A passionate mountaineer, he makes annual trips to Switzerland, Tyrol, the Pyrenees, Norway and the United States. He remembered it proudly among the reformed youth: “In the best years of my manly strength, I climbed high peaks for weeks, sometimes with marches of more than ten and twelve hours a day.
Johan Snel already wrote a lot about this in his 2020 biography on Kuyper, which shows that these sporting endeavors also had a spiritual character. “In the high mountains, you have literally, physically, encountered the limits of human experience. But precisely, through our limitation, you glimpsed the reality of God.’
Kuyper also brought up this athletic and theological perspective in his celebratory speech, in which he emphasized to his audience that a Christian has a duty to treat his body responsibly: Soon you will be fully aware of this fundamental power of to be in that other trio, in power of faith, in moral power, and in power for your life task.
Sport and physical activity were therefore not isolated, but were part of total human development. “The Romans also had a proverb that is useful here,” Kuyper said. “They boasted of a human sana in corpore sano; which means: a big head only comes with a big and healthy body.
Popke Stegenga
And then there was Pastor Popke Stegenga, who, he reports, Biographical lexicon for the history of Dutch Protestantism, had joined the Lutheran Church in 1915 “because of a more liberal spiritual climate and a broader scope of action in the congregation”. Ten years later, he was appointed professor of philosophy and pedagogy at the Academy of Physical Education in Amsterdam, in particular for the Protestant Christian educational field. This institution was then located in the physiology laboratory of the Free University on Valeriusplein.

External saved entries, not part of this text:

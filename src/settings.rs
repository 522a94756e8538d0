use std::collections::VecDeque;
use std::fmt;
use std::sync::Arc;

use log::debug;
use parking_lot::Mutex;
use thiserror::Error;

use crate::uniforms::{RotationAxis, RotationSettings};

/// Field name of the rotation angle control.
pub const ROTATION_DEGREE_FIELD: &str = "rotationDegree";
/// Field name of the rotation axis control.
pub const ROTATION_AXIS_FIELD: &str = "axis";

#[derive(Debug, Error, PartialEq)]
pub enum SettingsError {
    #[error("unknown setting {0:?}")]
    UnknownField(String),
    #[error("setting {0:?} has a different type")]
    TypeMismatch(String),
    #[error("{value:?} is not a choice of setting {field:?}")]
    InvalidChoice { field: String, value: String },
    #[error("setting {field:?} has an empty range [{min}, {max}]")]
    InvalidRange { field: String, min: f32, max: f32 },
}

#[derive(Debug, Clone, PartialEq)]
pub enum SettingValue {
    Number(f32),
    Choice(String),
}

#[derive(Debug, Clone, PartialEq)]
pub enum FieldKind {
    Numeric { min: f32, max: f32 },
    Choice { choices: Vec<String> },
}

type ChangeCallback = Box<dyn FnMut(&SettingValue)>;

/// A named control with its current value.
pub struct Field {
    name: String,
    value: SettingValue,
    kind: FieldKind,
    callbacks: Vec<ChangeCallback>,
}

impl Field {
    pub fn name(&self) -> &str {
        &self.name
    }

    pub fn value(&self) -> &SettingValue {
        &self.value
    }

    pub fn kind(&self) -> &FieldKind {
        &self.kind
    }
}

impl fmt::Debug for Field {
    fn fmt(&self, f: &mut fmt::Formatter<'_>) -> fmt::Result {
        f.debug_struct("Field")
            .field("name", &self.name)
            .field("value", &self.value)
            .field("kind", &self.kind)
            .field("callbacks", &self.callbacks.len())
            .finish()
    }
}

/// Named numeric and enum controls that notify listeners synchronously on change.
#[derive(Debug, Default)]
pub struct InteractiveSettings {
    fields: Vec<Field>,
}

impl InteractiveSettings {
    pub fn new() -> Self {
        Self::default()
    }

    /// Registers a numeric field; `value` is clamped to `[min, max]`.
    pub fn add_number(
        &mut self,
        name: &str,
        value: f32,
        min: f32,
        max: f32,
    ) -> Result<&mut Self, SettingsError> {
        if min.is_nan() || max.is_nan() || min > max {
            return Err(SettingsError::InvalidRange {
                field: name.to_string(),
                min,
                max,
            });
        }
        self.fields.push(Field {
            name: name.to_string(),
            value: SettingValue::Number(value.clamp(min, max)),
            kind: FieldKind::Numeric { min, max },
            callbacks: Vec::new(),
        });
        Ok(self)
    }

    /// Registers a choice field; `value` must be one of `choices`.
    pub fn add_choice(
        &mut self,
        name: &str,
        value: &str,
        choices: &[&str],
    ) -> Result<&mut Self, SettingsError> {
        if !choices.contains(&value) {
            return Err(SettingsError::InvalidChoice {
                field: name.to_string(),
                value: value.to_string(),
            });
        }
        self.fields.push(Field {
            name: name.to_string(),
            value: SettingValue::Choice(value.to_string()),
            kind: FieldKind::Choice {
                choices: choices.iter().map(|choice| choice.to_string()).collect(),
            },
            callbacks: Vec::new(),
        });
        Ok(self)
    }

    /// Adds a listener invoked after every change of `name`.
    pub fn on_change(
        &mut self,
        name: &str,
        callback: impl FnMut(&SettingValue) + 'static,
    ) -> Result<(), SettingsError> {
        self.field_mut(name)?.callbacks.push(Box::new(callback));
        Ok(())
    }

    pub fn fields(&self) -> impl Iterator<Item = &Field> {
        self.fields.iter()
    }

    pub fn value(&self, name: &str) -> Option<&SettingValue> {
        self.fields
            .iter()
            .find(|field| field.name == name)
            .map(|field| &field.value)
    }

    /// Sets a numeric field, clamping to its range, and notifies listeners.
    pub fn set_number(&mut self, name: &str, value: f32) -> Result<f32, SettingsError> {
        let field = self.field_mut(name)?;
        let FieldKind::Numeric { min, max } = field.kind else {
            return Err(SettingsError::TypeMismatch(name.to_string()));
        };
        let value = value.clamp(min, max);
        field.value = SettingValue::Number(value);
        notify(field);
        Ok(value)
    }

    /// Selects one of a choice field's options and notifies listeners.
    pub fn set_choice(&mut self, name: &str, value: &str) -> Result<(), SettingsError> {
        let field = self.field_mut(name)?;
        let FieldKind::Choice { choices } = &field.kind else {
            return Err(SettingsError::TypeMismatch(name.to_string()));
        };
        if !choices.iter().any(|choice| choice == value) {
            return Err(SettingsError::InvalidChoice {
                field: name.to_string(),
                value: value.to_string(),
            });
        }
        field.value = SettingValue::Choice(value.to_string());
        notify(field);
        Ok(())
    }

    fn field_mut(&mut self, name: &str) -> Result<&mut Field, SettingsError> {
        self.fields
            .iter_mut()
            .find(|field| field.name == name)
            .ok_or_else(|| SettingsError::UnknownField(name.to_string()))
    }
}

fn notify(field: &mut Field) {
    debug!("setting {} changed to {:?}", field.name, field.value);
    let value = field.value.clone();
    for callback in &mut field.callbacks {
        callback(&value);
    }
}

/// Change to the rotation controls, applied at the start of the next frame.
#[derive(Debug, Clone, Copy, PartialEq)]
pub enum SettingsEvent {
    RotationDegree(f32),
    RotationAxis(RotationAxis),
}

/// Queue of pending settings changes shared between controls and the frame loop.
#[derive(Debug, Clone, Default)]
pub struct SettingsQueue {
    events: Arc<Mutex<VecDeque<SettingsEvent>>>,
}

impl SettingsQueue {
    pub fn new() -> Self {
        Self::default()
    }

    pub fn push(&self, event: SettingsEvent) {
        self.events.lock().push_back(event);
    }

    pub fn is_empty(&self) -> bool {
        self.events.lock().is_empty()
    }

    /// Folds every pending event into `settings`; returns whether anything changed.
    pub fn apply_pending(&self, settings: &mut RotationSettings) -> bool {
        let mut events = self.events.lock();
        if events.is_empty() {
            return false;
        }
        for event in events.drain(..) {
            match event {
                SettingsEvent::RotationDegree(degree) => settings.degree = degree,
                SettingsEvent::RotationAxis(axis) => settings.axis = axis,
            }
        }
        *settings = RotationSettings::new(settings.degree, settings.axis);
        true
    }
}

/// Builds the `axis` and `rotationDegree` controls, forwarding changes to `queue`.
pub fn rotation_controls(
    initial: RotationSettings,
    queue: &SettingsQueue,
) -> Result<InteractiveSettings, SettingsError> {
    let mut settings = InteractiveSettings::new();
    settings
        .add_choice(ROTATION_AXIS_FIELD, initial.axis.name(), &RotationAxis::NAMES)?
        .add_number(
            ROTATION_DEGREE_FIELD,
            initial.degree,
            0.0,
            RotationSettings::MAX_DEGREE,
        )?;

    let axis_queue = queue.clone();
    let degree_queue = queue.clone();
    settings.on_change(ROTATION_AXIS_FIELD, move |value| {
        if let SettingValue::Choice(name) = value {
            if let Some(axis) = RotationAxis::from_name(name) {
                axis_queue.push(SettingsEvent::RotationAxis(axis));
            }
        }
    })?;
    settings.on_change(ROTATION_DEGREE_FIELD, move |value| {
        if let SettingValue::Number(degree) = value {
            degree_queue.push(SettingsEvent::RotationDegree(*degree));
        }
    })?;
    Ok(settings)
}

#[cfg(test)]
mod tests {
    use std::cell::RefCell;
    use std::rc::Rc;

    use super::*;

    #[test]
    fn numeric_values_are_clamped() {
        let mut settings = InteractiveSettings::new();
        settings.add_number("gain", 5.0, 0.0, 1.0).unwrap();
        assert_eq!(settings.value("gain"), Some(&SettingValue::Number(1.0)));
        assert_eq!(settings.set_number("gain", -3.0), Ok(0.0));
    }

    #[test]
    fn callbacks_fire_synchronously() {
        let seen = Rc::new(RefCell::new(Vec::new()));
        let mut settings = InteractiveSettings::new();
        settings.add_number("gain", 0.0, 0.0, 10.0).unwrap();
        let sink = Rc::clone(&seen);
        settings
            .on_change("gain", move |value| sink.borrow_mut().push(value.clone()))
            .unwrap();
        settings.set_number("gain", 4.0).unwrap();
        assert_eq!(seen.borrow().as_slice(), &[SettingValue::Number(4.0)]);
    }

    #[test]
    fn invalid_updates_are_rejected() {
        let mut settings = InteractiveSettings::new();
        settings.add_choice("axis", "x", &["x", "y"]).unwrap();
        assert_eq!(
            settings.set_choice("axis", "w"),
            Err(SettingsError::InvalidChoice {
                field: "axis".into(),
                value: "w".into()
            })
        );
        assert_eq!(
            settings.set_number("axis", 1.0),
            Err(SettingsError::TypeMismatch("axis".into()))
        );
        assert_eq!(
            settings.set_number("missing", 1.0),
            Err(SettingsError::UnknownField("missing".into()))
        );
    }

    #[test]
    fn inverted_range_is_rejected_at_registration() {
        let mut settings = InteractiveSettings::new();
        assert_eq!(
            settings.add_number("gain", 0.5, 1.0, 0.0).err(),
            Some(SettingsError::InvalidRange {
                field: "gain".into(),
                min: 1.0,
                max: 0.0
            })
        );
        assert!(settings.add_number("gain", 0.5, f32::NAN, 1.0).is_err());
        assert!(settings.value("gain").is_none());
    }

    #[test]
    fn initial_choice_must_be_listed() {
        let mut settings = InteractiveSettings::new();
        assert!(settings.add_choice("axis", "w", &["x", "y"]).is_err());
        assert!(settings.fields().next().is_none());
    }

    #[test]
    fn rotation_controls_feed_queue() {
        let queue = SettingsQueue::new();
        let mut controls = rotation_controls(RotationSettings::default(), &queue).unwrap();
        controls.set_choice(ROTATION_AXIS_FIELD, "z").unwrap();
        controls.set_number(ROTATION_DEGREE_FIELD, 45.0).unwrap();

        let mut rotation = RotationSettings::default();
        assert!(queue.apply_pending(&mut rotation));
        assert_eq!(rotation, RotationSettings::new(45.0, RotationAxis::Z));
        assert!(queue.is_empty());
        assert!(!queue.apply_pending(&mut rotation));
    }
}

In 1923, the same Stegenga published the book Sport and piety, which partly joins Kuyper. This special work is also available online in its entirety – here.
As he should have been, Stegenga first warned against the worst forms of sports madness, “the great mass of them, who find in sports all that interests them, whose conversations are not about nothing else, whose thoughts are on nothing else, whose first and last question is about sports news. At the same time, he called on the religious community to start practicing the sport themselves. Where godliness is truly wholesome, a life which rises joyfully to God and expects all from Him, it can above all take the sport of youth as an uplifting and ennobling means of shaping and strengthening the outer life.
He even went so far as to agree to play sports on Sundays, “provided that it really brings relaxation, refreshment of the body”. All this in moderation: “As long as you don’t make Sunday a day of asshole. Despite this nuance, this last call went far too far for the critic of the heraldthe magazine of the Kuyperian movement: ‘What is said about sports on Sundays, I consider very doubtful.’
The result has been a very interesting discussion of Christian ideas about sport, a largely unwritten chapter in the history of sport and therefore a wonderful new area of research.